> [Records to use]

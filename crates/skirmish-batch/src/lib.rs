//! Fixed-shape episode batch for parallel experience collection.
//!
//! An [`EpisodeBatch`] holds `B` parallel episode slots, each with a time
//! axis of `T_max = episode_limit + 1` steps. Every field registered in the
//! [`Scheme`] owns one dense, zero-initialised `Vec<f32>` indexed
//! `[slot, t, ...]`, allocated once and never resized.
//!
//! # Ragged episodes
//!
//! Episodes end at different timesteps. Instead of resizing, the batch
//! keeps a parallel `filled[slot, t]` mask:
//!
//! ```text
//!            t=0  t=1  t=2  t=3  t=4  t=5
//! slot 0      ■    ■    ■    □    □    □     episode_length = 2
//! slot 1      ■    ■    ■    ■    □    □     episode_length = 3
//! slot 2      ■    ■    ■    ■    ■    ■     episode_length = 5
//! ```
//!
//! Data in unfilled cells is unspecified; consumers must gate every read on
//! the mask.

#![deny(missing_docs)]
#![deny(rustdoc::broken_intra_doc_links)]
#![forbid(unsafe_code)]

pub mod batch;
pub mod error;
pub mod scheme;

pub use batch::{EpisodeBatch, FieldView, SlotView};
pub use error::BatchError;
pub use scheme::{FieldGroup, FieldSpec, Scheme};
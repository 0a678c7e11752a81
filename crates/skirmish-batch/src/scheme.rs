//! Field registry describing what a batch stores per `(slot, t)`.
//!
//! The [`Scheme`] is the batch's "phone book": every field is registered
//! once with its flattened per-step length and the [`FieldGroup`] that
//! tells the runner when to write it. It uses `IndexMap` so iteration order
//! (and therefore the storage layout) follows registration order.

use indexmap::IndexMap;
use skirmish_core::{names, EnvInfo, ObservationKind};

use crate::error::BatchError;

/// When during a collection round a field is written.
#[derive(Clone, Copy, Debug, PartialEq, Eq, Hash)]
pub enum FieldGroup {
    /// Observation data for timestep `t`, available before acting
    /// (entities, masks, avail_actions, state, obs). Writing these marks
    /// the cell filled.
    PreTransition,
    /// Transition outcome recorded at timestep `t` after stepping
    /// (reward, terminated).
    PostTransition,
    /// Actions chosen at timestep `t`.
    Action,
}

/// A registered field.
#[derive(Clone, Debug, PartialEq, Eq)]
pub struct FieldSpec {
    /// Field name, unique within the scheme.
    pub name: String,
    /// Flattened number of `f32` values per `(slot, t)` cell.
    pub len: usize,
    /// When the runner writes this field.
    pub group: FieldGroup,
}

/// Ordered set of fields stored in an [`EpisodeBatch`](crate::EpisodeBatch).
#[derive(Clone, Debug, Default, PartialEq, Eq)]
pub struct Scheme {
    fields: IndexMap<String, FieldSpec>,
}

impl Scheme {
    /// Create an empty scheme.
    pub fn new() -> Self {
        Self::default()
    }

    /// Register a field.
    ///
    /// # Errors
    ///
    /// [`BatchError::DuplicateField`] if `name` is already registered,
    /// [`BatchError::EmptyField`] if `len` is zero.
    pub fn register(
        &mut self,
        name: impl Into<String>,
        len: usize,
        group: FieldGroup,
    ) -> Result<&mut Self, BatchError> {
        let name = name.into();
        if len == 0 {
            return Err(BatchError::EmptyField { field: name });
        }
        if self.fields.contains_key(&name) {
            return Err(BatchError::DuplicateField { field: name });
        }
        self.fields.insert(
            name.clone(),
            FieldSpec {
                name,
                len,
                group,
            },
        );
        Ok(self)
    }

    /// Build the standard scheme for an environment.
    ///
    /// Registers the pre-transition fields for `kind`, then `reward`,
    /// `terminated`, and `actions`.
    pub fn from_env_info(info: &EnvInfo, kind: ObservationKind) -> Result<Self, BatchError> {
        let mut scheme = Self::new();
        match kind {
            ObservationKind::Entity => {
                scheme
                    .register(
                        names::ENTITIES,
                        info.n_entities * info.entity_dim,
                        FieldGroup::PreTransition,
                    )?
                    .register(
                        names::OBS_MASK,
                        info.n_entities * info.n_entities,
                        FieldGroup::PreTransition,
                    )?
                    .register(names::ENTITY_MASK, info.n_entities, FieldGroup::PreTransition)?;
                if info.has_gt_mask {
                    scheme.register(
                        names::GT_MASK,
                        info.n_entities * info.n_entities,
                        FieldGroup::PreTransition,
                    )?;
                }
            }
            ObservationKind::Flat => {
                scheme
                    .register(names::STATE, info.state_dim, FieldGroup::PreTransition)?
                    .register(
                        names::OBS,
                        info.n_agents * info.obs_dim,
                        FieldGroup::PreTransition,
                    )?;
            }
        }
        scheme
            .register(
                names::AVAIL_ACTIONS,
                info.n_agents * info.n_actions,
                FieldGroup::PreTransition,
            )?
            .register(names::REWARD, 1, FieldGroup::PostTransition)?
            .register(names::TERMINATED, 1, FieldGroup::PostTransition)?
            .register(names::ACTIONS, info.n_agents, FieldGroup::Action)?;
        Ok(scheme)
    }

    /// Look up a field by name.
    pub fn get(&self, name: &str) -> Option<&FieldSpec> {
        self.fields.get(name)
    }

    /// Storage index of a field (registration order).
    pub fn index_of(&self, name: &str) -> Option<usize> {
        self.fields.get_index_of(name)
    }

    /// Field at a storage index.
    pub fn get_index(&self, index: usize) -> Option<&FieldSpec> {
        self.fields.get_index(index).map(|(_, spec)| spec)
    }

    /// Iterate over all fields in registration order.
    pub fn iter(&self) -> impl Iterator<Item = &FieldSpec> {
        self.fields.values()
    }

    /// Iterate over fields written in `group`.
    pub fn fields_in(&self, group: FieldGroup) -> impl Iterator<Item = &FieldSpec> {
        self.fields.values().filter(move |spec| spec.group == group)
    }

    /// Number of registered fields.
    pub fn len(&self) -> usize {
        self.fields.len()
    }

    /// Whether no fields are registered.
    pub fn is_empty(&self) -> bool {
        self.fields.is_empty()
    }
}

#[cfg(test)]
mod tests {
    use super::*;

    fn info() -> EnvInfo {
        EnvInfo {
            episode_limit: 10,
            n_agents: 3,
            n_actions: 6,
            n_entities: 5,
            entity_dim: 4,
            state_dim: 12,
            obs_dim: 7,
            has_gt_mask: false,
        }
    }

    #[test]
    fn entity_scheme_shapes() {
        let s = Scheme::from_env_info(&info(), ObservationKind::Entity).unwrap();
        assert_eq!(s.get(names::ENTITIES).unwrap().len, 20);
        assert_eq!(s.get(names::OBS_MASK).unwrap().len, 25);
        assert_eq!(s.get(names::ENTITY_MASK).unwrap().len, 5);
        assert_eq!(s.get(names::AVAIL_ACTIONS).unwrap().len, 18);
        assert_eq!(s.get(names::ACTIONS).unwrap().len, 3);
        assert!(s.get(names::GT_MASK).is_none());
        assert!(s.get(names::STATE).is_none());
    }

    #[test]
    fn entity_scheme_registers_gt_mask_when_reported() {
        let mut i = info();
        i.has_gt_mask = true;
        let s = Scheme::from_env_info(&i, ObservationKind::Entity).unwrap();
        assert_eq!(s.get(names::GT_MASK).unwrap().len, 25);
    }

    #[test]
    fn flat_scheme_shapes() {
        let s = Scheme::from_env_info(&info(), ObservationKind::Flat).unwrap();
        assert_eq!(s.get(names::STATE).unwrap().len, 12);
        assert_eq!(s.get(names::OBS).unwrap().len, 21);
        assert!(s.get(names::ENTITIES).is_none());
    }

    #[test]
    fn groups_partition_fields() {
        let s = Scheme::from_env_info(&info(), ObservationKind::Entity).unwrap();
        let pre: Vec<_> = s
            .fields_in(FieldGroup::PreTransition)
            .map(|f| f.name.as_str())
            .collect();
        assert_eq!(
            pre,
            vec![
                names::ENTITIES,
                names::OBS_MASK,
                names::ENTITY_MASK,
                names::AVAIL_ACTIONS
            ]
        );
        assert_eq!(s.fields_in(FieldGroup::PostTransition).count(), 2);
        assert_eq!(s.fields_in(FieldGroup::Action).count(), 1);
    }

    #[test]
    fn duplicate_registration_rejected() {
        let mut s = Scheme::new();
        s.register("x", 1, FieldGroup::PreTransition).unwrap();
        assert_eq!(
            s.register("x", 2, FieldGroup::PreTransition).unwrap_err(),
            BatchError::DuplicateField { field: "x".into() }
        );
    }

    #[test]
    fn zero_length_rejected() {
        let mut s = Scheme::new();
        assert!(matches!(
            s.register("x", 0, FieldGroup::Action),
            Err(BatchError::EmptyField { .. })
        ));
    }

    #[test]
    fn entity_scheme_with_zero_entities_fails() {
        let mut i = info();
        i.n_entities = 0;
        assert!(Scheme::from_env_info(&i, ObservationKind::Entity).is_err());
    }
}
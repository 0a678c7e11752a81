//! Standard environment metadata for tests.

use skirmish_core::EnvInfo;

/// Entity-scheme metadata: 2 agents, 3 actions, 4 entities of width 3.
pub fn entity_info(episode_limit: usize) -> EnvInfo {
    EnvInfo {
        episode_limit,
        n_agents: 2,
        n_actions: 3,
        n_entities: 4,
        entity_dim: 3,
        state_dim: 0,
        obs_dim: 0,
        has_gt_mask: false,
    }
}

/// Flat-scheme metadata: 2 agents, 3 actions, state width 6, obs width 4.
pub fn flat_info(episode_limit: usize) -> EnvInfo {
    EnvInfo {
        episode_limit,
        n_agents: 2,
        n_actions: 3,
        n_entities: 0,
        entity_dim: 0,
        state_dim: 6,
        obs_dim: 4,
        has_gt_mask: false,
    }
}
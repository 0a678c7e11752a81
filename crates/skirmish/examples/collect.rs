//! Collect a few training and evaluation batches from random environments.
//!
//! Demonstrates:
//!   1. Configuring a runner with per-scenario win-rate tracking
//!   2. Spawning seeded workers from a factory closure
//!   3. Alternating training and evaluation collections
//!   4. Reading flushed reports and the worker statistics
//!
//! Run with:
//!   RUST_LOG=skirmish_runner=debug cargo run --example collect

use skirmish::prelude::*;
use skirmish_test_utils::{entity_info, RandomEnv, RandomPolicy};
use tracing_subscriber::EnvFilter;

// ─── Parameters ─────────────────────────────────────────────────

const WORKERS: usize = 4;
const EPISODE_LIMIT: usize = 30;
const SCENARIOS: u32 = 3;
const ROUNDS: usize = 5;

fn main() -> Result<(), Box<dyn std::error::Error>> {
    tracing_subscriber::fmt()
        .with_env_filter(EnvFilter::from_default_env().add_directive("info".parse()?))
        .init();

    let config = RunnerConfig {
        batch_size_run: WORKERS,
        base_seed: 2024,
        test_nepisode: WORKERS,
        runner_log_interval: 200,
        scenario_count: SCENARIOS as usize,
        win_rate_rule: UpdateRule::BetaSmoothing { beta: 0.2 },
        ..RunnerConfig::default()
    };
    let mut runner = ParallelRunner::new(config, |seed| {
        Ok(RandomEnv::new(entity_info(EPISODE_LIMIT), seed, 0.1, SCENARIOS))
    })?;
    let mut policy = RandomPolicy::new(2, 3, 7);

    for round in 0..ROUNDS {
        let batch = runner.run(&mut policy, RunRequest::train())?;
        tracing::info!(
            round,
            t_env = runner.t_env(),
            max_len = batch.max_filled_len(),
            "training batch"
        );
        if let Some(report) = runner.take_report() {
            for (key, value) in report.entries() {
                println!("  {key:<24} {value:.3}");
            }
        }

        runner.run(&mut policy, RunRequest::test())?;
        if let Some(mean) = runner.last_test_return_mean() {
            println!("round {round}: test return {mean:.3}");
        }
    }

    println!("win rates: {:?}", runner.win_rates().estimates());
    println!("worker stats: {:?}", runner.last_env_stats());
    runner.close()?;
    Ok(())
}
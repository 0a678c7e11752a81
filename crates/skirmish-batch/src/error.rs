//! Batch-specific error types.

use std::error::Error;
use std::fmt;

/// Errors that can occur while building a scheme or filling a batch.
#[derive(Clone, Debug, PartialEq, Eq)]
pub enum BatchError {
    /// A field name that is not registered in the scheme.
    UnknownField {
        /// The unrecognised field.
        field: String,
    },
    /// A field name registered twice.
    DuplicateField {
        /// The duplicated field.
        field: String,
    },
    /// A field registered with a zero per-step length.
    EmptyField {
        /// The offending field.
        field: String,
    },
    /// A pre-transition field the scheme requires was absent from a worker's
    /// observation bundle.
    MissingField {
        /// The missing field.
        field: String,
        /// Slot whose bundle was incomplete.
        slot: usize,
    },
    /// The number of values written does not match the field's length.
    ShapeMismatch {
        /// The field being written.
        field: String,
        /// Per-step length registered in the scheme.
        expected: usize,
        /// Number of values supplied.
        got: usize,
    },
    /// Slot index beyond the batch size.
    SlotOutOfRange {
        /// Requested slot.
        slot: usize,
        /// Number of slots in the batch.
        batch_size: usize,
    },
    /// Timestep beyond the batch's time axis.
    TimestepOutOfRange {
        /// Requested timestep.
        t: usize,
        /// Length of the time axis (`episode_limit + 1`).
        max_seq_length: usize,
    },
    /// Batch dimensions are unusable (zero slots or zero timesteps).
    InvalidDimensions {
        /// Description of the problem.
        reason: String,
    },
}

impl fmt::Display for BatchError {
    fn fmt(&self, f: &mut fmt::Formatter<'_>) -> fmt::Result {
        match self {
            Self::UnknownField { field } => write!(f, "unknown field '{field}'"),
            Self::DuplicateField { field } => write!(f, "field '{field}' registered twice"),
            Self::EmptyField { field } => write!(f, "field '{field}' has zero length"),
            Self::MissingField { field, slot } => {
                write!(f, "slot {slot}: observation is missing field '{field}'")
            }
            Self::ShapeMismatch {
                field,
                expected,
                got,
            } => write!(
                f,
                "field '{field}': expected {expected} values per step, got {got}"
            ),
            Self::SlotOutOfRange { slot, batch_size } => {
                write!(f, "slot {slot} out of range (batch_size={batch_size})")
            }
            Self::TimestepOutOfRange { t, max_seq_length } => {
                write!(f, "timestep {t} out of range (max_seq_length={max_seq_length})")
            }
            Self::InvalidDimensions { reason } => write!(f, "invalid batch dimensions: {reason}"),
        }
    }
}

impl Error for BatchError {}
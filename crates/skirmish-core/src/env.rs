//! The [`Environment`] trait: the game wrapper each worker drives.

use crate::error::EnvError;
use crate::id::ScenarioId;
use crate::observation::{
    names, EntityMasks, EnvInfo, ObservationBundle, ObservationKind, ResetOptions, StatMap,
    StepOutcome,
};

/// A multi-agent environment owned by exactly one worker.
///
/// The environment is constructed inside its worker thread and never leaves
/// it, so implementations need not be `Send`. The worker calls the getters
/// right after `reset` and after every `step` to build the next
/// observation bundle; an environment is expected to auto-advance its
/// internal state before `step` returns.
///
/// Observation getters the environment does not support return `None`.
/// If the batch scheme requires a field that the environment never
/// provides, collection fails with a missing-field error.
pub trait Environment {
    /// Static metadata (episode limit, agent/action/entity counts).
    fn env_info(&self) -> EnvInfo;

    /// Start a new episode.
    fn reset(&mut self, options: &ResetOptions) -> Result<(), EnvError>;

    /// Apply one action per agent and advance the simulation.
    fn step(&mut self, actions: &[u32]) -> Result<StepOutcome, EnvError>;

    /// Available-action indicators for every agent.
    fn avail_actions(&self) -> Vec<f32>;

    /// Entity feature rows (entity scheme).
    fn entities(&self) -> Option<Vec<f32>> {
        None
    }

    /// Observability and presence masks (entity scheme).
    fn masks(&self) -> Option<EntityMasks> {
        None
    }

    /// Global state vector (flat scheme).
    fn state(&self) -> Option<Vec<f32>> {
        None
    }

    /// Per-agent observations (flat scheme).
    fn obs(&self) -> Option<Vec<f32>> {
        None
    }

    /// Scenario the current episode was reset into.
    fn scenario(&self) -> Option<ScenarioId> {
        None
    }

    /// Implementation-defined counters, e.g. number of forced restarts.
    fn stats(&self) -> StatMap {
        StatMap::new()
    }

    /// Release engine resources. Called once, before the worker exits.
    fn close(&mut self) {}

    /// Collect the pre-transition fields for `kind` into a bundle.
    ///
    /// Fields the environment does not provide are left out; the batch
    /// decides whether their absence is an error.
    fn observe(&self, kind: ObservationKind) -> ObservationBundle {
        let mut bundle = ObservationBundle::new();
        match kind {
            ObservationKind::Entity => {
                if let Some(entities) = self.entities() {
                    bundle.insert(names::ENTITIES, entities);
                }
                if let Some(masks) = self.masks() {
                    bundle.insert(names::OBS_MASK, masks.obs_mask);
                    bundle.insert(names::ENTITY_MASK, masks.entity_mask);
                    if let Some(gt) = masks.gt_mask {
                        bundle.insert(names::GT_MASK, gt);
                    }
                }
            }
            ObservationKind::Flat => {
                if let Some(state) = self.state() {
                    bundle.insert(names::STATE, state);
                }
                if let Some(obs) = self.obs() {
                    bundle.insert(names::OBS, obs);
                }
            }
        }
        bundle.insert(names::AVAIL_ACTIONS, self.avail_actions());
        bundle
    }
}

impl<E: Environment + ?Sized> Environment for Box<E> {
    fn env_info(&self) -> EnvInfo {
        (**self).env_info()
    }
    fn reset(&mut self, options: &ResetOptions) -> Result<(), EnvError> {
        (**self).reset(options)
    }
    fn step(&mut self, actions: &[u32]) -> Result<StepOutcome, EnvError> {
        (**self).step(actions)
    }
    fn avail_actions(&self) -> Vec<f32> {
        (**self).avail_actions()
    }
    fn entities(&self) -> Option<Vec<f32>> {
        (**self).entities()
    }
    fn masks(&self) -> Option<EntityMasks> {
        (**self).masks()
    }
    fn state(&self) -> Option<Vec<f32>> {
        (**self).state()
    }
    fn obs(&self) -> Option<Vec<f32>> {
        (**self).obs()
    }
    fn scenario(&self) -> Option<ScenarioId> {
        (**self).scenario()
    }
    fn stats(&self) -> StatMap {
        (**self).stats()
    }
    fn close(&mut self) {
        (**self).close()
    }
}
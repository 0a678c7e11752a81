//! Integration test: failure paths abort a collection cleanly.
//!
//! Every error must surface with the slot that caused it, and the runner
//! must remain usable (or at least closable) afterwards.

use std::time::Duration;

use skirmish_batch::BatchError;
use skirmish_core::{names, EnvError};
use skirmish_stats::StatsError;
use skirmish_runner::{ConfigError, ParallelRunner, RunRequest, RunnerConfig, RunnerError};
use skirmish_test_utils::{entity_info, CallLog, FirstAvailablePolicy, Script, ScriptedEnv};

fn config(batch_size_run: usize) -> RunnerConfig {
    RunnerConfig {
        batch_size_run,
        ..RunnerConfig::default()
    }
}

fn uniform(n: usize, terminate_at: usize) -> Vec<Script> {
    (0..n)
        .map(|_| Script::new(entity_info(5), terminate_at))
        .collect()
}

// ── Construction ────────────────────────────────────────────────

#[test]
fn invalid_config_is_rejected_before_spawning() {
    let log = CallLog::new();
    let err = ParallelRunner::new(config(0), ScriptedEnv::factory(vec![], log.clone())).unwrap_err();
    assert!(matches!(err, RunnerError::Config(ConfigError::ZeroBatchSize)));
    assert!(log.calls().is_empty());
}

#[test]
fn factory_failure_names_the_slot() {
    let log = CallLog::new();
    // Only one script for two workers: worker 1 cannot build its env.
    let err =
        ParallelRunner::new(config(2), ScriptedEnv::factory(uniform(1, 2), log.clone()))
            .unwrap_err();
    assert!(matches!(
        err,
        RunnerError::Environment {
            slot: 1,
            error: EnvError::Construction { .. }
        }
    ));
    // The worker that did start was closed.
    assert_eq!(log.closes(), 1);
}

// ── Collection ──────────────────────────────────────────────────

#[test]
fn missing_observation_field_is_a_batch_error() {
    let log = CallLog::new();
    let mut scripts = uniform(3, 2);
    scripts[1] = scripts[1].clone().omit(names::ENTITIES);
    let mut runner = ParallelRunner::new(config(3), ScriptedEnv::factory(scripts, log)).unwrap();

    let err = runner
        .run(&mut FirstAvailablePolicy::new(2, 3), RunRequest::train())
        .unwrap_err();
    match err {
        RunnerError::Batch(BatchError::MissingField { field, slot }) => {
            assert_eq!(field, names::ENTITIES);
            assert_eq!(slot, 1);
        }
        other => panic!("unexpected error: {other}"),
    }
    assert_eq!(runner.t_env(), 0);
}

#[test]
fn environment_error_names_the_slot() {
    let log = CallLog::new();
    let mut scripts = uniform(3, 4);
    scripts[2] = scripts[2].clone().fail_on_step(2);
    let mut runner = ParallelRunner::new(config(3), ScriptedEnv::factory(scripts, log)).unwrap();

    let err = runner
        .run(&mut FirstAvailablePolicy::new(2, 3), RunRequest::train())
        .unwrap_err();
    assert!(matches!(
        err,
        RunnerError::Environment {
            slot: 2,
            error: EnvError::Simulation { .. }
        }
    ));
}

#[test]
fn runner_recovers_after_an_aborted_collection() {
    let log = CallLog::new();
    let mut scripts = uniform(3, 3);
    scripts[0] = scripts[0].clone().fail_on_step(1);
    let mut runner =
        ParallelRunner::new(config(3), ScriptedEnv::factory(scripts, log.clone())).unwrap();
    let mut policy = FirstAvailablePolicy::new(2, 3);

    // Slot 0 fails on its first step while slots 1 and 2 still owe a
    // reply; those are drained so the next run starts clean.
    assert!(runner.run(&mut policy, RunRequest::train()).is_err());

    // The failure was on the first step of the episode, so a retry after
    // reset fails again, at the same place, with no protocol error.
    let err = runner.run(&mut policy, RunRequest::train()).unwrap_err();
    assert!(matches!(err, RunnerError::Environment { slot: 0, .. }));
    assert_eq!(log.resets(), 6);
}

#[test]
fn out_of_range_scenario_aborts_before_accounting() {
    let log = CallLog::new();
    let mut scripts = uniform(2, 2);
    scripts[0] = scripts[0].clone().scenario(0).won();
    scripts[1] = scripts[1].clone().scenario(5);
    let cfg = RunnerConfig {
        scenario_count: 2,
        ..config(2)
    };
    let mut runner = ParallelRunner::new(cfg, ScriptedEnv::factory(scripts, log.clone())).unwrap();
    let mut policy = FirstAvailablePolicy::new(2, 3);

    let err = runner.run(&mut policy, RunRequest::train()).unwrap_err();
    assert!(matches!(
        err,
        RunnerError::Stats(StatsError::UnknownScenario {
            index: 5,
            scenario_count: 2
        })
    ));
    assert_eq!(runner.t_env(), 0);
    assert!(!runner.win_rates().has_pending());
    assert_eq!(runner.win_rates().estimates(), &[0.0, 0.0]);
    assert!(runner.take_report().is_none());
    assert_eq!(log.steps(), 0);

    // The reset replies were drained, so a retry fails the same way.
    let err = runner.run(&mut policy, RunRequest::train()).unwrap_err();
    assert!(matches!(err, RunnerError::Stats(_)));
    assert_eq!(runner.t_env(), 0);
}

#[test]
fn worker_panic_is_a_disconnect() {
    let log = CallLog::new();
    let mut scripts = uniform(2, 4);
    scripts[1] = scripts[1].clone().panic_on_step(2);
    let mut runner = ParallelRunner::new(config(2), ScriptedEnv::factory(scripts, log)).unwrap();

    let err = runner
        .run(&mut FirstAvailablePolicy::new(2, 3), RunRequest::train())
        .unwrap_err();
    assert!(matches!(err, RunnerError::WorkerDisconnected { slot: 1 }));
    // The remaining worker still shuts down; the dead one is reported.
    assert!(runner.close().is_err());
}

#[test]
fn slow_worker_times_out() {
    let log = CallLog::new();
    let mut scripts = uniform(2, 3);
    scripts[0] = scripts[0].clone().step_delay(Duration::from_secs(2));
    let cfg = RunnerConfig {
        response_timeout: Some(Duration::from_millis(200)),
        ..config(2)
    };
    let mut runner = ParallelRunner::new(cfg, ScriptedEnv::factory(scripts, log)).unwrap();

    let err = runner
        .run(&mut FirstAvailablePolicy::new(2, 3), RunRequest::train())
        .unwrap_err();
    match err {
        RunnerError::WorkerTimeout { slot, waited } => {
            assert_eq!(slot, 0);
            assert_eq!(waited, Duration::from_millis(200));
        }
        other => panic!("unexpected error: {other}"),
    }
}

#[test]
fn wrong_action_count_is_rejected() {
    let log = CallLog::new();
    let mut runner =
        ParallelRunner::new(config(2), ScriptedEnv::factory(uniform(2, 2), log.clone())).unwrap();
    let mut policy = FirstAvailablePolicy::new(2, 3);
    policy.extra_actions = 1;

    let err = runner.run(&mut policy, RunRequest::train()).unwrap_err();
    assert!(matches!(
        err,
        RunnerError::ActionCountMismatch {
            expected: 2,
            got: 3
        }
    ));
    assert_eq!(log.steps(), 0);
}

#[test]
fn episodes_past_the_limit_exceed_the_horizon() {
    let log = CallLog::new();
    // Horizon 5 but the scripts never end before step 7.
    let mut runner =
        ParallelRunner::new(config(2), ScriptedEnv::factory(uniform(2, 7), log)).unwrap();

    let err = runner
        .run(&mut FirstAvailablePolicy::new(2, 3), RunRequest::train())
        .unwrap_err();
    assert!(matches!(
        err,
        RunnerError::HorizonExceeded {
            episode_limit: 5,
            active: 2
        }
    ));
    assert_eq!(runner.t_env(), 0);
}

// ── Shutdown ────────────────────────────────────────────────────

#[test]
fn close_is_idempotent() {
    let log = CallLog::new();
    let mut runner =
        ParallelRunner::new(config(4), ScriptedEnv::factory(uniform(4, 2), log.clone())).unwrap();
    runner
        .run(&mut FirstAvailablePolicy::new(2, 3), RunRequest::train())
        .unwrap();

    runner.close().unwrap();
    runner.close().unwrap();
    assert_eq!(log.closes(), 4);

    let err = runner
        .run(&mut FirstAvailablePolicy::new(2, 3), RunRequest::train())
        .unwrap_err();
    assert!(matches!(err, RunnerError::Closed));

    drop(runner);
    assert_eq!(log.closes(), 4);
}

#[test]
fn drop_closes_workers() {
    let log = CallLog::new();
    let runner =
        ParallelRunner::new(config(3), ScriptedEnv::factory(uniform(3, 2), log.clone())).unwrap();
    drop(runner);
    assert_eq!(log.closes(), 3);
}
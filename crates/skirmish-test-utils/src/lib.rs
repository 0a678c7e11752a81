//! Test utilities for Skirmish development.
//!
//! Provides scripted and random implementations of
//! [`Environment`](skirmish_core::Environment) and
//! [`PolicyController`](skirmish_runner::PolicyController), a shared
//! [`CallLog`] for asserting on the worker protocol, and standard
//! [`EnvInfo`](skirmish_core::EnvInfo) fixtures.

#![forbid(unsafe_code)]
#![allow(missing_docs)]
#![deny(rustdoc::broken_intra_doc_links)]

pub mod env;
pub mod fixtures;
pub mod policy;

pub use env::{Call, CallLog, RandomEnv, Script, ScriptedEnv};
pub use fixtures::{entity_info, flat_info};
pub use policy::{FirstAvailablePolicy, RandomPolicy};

> [Requirement]
Gather each line of the records holding the string "values".

> [Answer space]
    /// Flattened number of `f32` values per `(slot, t)` cell.
        self.fields.values()
        self.fields.values().filter(move |spec| spec.group == group)
    /// The number of values written does not match the field's length.
        /// Number of values supplied.
                "field '{field}': expected {expected} values per step, got {got}"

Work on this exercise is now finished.